We saw yet more examples of that in a USA Today report looking into the gambling ties to the Raiders’ new stadium in Nevada.
The article from Brent Schrotenboer makes no bones about the planned new home for the Raiders. He calls it “The House That Gambling Built.”
The article almost devolves into comedy as an NFL spokesperson tries to jump through hoops explaining how the Las Vegas Stadium Authority’s involvement doesn’t violate league rules on gambling. Caesars and MGM are both a part of that board.
NFL spokesman Brian McCarthy noted that the casino executives represent only two of nine board spots and that the authority will not have rights to football-related assets or control of the stadium on a day-to-day basis. He said the NFL does not consider a Stadium Authority an “owner” in the context of its gambling policy.
“We would look very carefully at the rights associated with the lease,” McCarthy told USA TODAY Sports. “So long as the essential controls and the economics are controlled by the team, we would not expect to view it as a problem with respect to our policies.”
Both of those casinos, of course, are involved in Nevada sports betting.
The continued parsing of NFL policy when it comes to gambling interests comes after the revelation that New England Patriots owner Robert Kraft sits on a board of a company with investments in companies with sports betting, including Caesars.
And of course we have myriad examples of the league cracking down on players when there’s even the whiff of involvement of gambling. We’ll likely have to wait to see if the NFL ask for Raiders games to be taken off the board, even though Commissioner Roger Goodell says the environment in Nevada could be “beneficial.” That’s despite the fact that the NFL continues to oppose the expansion legal sports betting.
It seems like just a matter of time until the NFL has to change its policies or move the goalposts even further to rationalize its relationship with casinos and Las Vegas.
Currently, casinos can advertise at NFL stadiums — see the Detroit Lions and the MGM Grand Detroit, or the Miami Dolphins’ Hard Rock Stadium for examples. But that’s only if they don’t have sports betting at the casino. That’s an easy hoop to jump through, as single-game sports betting is illegal outside of Nevada.
The NHL already changed its policy to allow the Las Vegas Golden Knights to have such deals. Unless the NFL wants to eschew taking money from every major casino in the state — pretty much all of them have a sportsbook or ties to one — something has to give.

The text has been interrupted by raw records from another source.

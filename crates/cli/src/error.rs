//! Error types for CLI operations.

use thiserror::Error;

/// CLI-specific error types
#[allow(dead_code)]
#[derive(Error, Debug)]
pub enum CliError {
    /// Configuration file not found
    #[error("Configuration file not found: {path}")]
    ConfigNotFound { path: String },

    /// Configuration parsing error
    #[error("Failed to parse configuration: {message}")]
    ConfigParse { message: String },

    /// Configuration validation error
    #[error("Configuration validation failed: {message}")]
    ConfigValidation { message: String },

    /// Capture execution error
    #[error("Capture run failed: {message}")]
    CaptureExecution { message: String },

    /// IO error
    #[error("IO error: {0}")]
    Io(#[from] std::io::Error),

    /// Generic error wrapper
    #[error("{0}")]
    Other(#[from] anyhow::Error),
}

#[allow(dead_code)]
impl CliError {
    pub fn config_not_found(path: impl Into<String>) -> Self {
        Self::ConfigNotFound { path: path.into() }
    }

    pub fn config_parse(message: impl Into<String>) -> Self {
        Self::ConfigParse {
            message: message.into(),
        }
    }

    pub fn config_validation(message: impl Into<String>) -> Self {
        Self::ConfigValidation {
            message: message.into(),
        }
    }

    pub fn capture_execution(message: impl Into<String>) -> Self {
        Self::CaptureExecution {
            message: message.into(),
        }
    }
}

/// Result type alias for CLI operations
#[allow(dead_code)]
pub type Result<T> = std::result::Result<T, CliError>;
//! `validate` command implementation.

use anyhow::{Context, Result};
use serde::Serialize;
use tracing::info;

use crate::cli::ValidateArgs;

/// Validation result for JSON output
#[derive(Serialize)]
struct ValidationResult {
    valid: bool,
    config_path: String,
    #[serde(skip_serializing_if = "Option::is_none")]
    error: Option<String>,
    #[serde(skip_serializing_if = "Option::is_none")]
    warnings: Option<Vec<String>>,
    #[serde(skip_serializing_if = "Option::is_none")]
    summary: Option<ConfigSummary>,
}

#[derive(Serialize)]
struct ConfigSummary {
    version: String,
    warmup_frames: u64,
    duration_secs: u64,
    memory_budget_bytes: u64,
    point_capacity: usize,
    output_directory: String,
}

/// Execute the `validate` command
pub fn run_validate(args: &ValidateArgs) -> Result<()> {
    info!(config = %args.config.display(), "Validating configuration");

    let result = validate_config(args);

    if args.json {
        let json = serde_json::to_string_pretty(&result)
            .context("Failed to serialize validation result")?;
        println!("{}", json);
    } else {
        print_validation_result(&result);
    }

    if result.valid {
        Ok(())
    } else {
        anyhow::bail!("Configuration validation failed")
    }
}

fn validate_config(args: &ValidateArgs) -> ValidationResult {
    let config_path = args.config.display().to_string();

    // Check file exists
    if !args.config.exists() {
        return ValidationResult {
            valid: false,
            config_path,
            error: Some(format!("File not found: {}", args.config.display())),
            warnings: None,
            summary: None,
        };
    }

    // Try to load and validate
    match config_loader::ConfigLoader::load_from_path(&args.config) {
        Ok(blueprint) => {
            let warnings = collect_warnings(&blueprint);

            ValidationResult {
                valid: true,
                config_path,
                error: None,
                warnings: if warnings.is_empty() {
                    None
                } else {
                    Some(warnings)
                },
                summary: Some(ConfigSummary {
                    version: format!("{:?}", blueprint.version),
                    warmup_frames: blueprint.capture.warmup_frames,
                    duration_secs: blueprint.capture.duration_secs,
                    memory_budget_bytes: blueprint.capture.memory_budget_bytes,
                    point_capacity: blueprint.point_capacity(),
                    output_directory: blueprint.output.directory.display().to_string(),
                }),
            }
        }
        Err(e) => ValidationResult {
            valid: false,
            config_path,
            error: Some(e.to_string()),
            warnings: None,
            summary: None,
        },
    }
}

/// Collect configuration warnings (non-fatal issues)
fn collect_warnings(blueprint: &contracts::CaptureBlueprint) -> Vec<String> {
    let mut warnings = Vec::new();

    if blueprint.capture.warmup_frames == 0 {
        warnings.push(
            "warmup_frames is 0 - early frames may carry unstable auto-exposure".to_string(),
        );
    }

    // A buffer smaller than one frame set never admits any points
    let frame_vertices = (blueprint.driver.depth_width * blueprint.driver.depth_height) as usize;
    if blueprint.point_capacity() < frame_vertices {
        warnings.push(format!(
            "point buffer holds {} samples but one frame set projects {} vertices - \
             no frame set will ever be admitted",
            blueprint.point_capacity(),
            frame_vertices
        ));
    }

    if blueprint.output.directory.exists() && !blueprint.output.directory.is_dir() {
        warnings.push(format!(
            "output path '{}' exists and is not a directory",
            blueprint.output.directory.display()
        ));
    }

    warnings
}

fn print_validation_result(result: &ValidationResult) {
    if result.valid {
        println!("OK  Configuration is valid: {}", result.config_path);

        if let Some(ref summary) = result.summary {
            println!("\n  Version: {}", summary.version);
            println!("  Warm-up frames: {}", summary.warmup_frames);
            println!("  Duration: {}s", summary.duration_secs);
            println!(
                "  Memory budget: {} bytes ({} point samples)",
                summary.memory_budget_bytes, summary.point_capacity
            );
            println!("  Output directory: {}", summary.output_directory);
        }

        if let Some(ref warnings) = result.warnings {
            println!("\nWarnings:");
            for warning in warnings {
                println!("  - {}", warning);
            }
        }
    } else {
        println!("ERR Configuration is invalid: {}", result.config_path);
        if let Some(ref error) = result.error {
            println!("\n  Error: {}", error);
        }
    }
}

The more we learn about the NFL and its gambling ties, the more weight we can add to the scale that regulated sports betting isn’t harming the league in any material way.
That argument that it does is wearing more thin with each passing day. The league would have a difficult time proving harm in court, should it argue that today. (While it’s too late for this in the New Jersey sports betting case, it’s possible if another state tries to legalize it.)
The league continues to draw new lines in the sand on gambling. When will the league just stop with its laughable stances and turn the corner on legal sports betting? We can all hope that day is coming soon.